Pablo, tu caso le agrega otro número a una crónica siniestra de abusos. Cada hora son más las niñas y los niños dominicanos que se acuestan con los fantasmas del espanto. Estamos construyendo un futuro paranoico. Somos una sociedad esquizofrénica que arrastra en su frenesí a seres desabrigados, esos que una vez imaginaron vivir en un mundo de quimeras, brillos y afectos. Lo cruel es la propensión cada vez más firme a acostumbrarnos a tales aberraciones, en una sociedad donde seis de cada diez tienen menos de treinta y cinco años. Abusar de un niño es matar dos veces: quitarle a su existencia todo resorte de seguridad, estampar el tatuaje de la muerte en la piel más tierna de la vida, tapar la culpa inocente con los andrajos de los temores más sombríos.
Quizás entiendas que la reacción pública ha sido severa, pero creo que la indignación se abona de otras circunstancias. Eres un hombre público con un oficio delicado que supone juzgar conductas ajenas. Esa condición agrega cargas de alta responsabilidad social. En estos tiempos en los que la palabra se ha devaluado y la opinión se presta a precio de usura, el público busca otros compromisos: consistencia, autenticidad y transparencia. En esa dinámica relacional se hace difícil separar el acto del sujeto, a tal punto que la imagen del actor acredita o desmerita el acto de la comunicación. Quien comunica no solo debe hacerlo con veracidad en la palabra, también con integridad en la vida. Y no hablo de una comunicación moralmente dogmática, sino responsable, fundada en la coherencia como premisa. Cuando los hechos de la vida privada no son consistentes con las posiciones conocidas se desploma la confianza y el público se siente traicionado. Escuché decir de alguien: “Se me murió un pedazo de la vida” cuando leyó en la prensa las primeras noticias de tu caso. La condenación rabiosa en tu contra nace, en parte, de esa ruptura. Restablecerla tomará tiempo y depende de ti.
Por el carácter confidencial de la instrucción no sé si has admitido los cargos pero, si es el caso, te recomiendo algunas decisiones: no te justifiques, acepta tu error y pide perdón a tu hijastra, a sus padres y a la sociedad. Al parecer los hechos denunciados sugieren un patrón de conducta disfuncional que debe ser tratado profesionalmente. Busca ayuda. No hay mejor manera de espantar los demonios de la culpa que humillando el orgullo. Te aconsejo que, sin renunciar a tu defensa, aceptes responsablemente las consecuencias de tus actos.

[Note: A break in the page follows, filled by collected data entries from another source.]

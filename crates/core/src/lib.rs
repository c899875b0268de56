// -------------------------------------------------------------------------------------------------
//  Copyright (C) 2015-2025 Nautech Systems Pty Ltd. All rights reserved.
//  https://nautechsystems.io
//
//  Licensed under the GNU Lesser General Public License Version 3.0 (the "License");
//  You may not use this file except in compliance with the License.
//  You may obtain a copy of the License at https://www.gnu.org/licenses/lgpl-3.0.en.html
//
//  Unless required by applicable law or agreed to in writing, software
//  distributed under the License is distributed on an "AS IS" BASIS,
//  WITHOUT WARRANTIES OR CONDITIONS OF ANY KIND, either express or implied.
//  See the License for the specific language governing permissions and
//  limitations under the License.
// -------------------------------------------------------------------------------------------------

//! Core foundational helpers for the `monetary` workspace.
//!
//! The `monetary-core` crate is deliberately small and dependency-light. It supplies the
//! building blocks the domain model relies on:
//!
//! - Correctness validation functions in the *design by contract* style.
//! - Integer and floating-point helpers for exact fixed-point arithmetic.

#![warn(rustc::all)]
#![deny(unsafe_code)]
#![deny(nonstandard_style)]
#![deny(missing_debug_implementations)]
#![deny(missing_docs)]
#![deny(rustdoc::broken_intra_doc_links)]

pub mod correctness;
pub mod math;

/// Message for when a mutex guard cannot be acquired due to poisoning.
///
/// A poisoned mutex indicates a thread panicked while holding the lock,
/// meaning protected data may be in an inconsistent state.
pub const MUTEX_POISONED: &str = "Mutex poisoned";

Es probable que muchos críticos, en el fondo de sus miserias, celebren tu apuro y muestren una falsa solidaridad con la tragedia de la niña, cuando lo que realmente desean es verte en las entrañas del infierno. No lo hagas por esos; hazlo por ti y por las tantas sensibilidades heridas. Si no eres culpable, demuéstralo y defiende con humildad tus derechos e inocencia pero no te victimices.
Muchos de los que leerán esta carta odiarán el matiz de su línea expresiva. La juzgarán como condescendiente. Querrán usar mi opinión como cauce de sus rabias. Creo que al final más que maldecir se impone aceptar. Al margen de tu culpabilidad o no, esa niña merece un pedido público de perdón ya. Expusiste su intimidad, imagen y futuro. Su expediente, fotos y nombre rodaron morbosamente por las redes; creo que la sociedad merece igualmente una disculpa como referente que eres en la construcción de la opinión pública. La justicia hablará. Estaremos vigilantes. Ahora que tienes tiempo, soledad y silencio, piensa.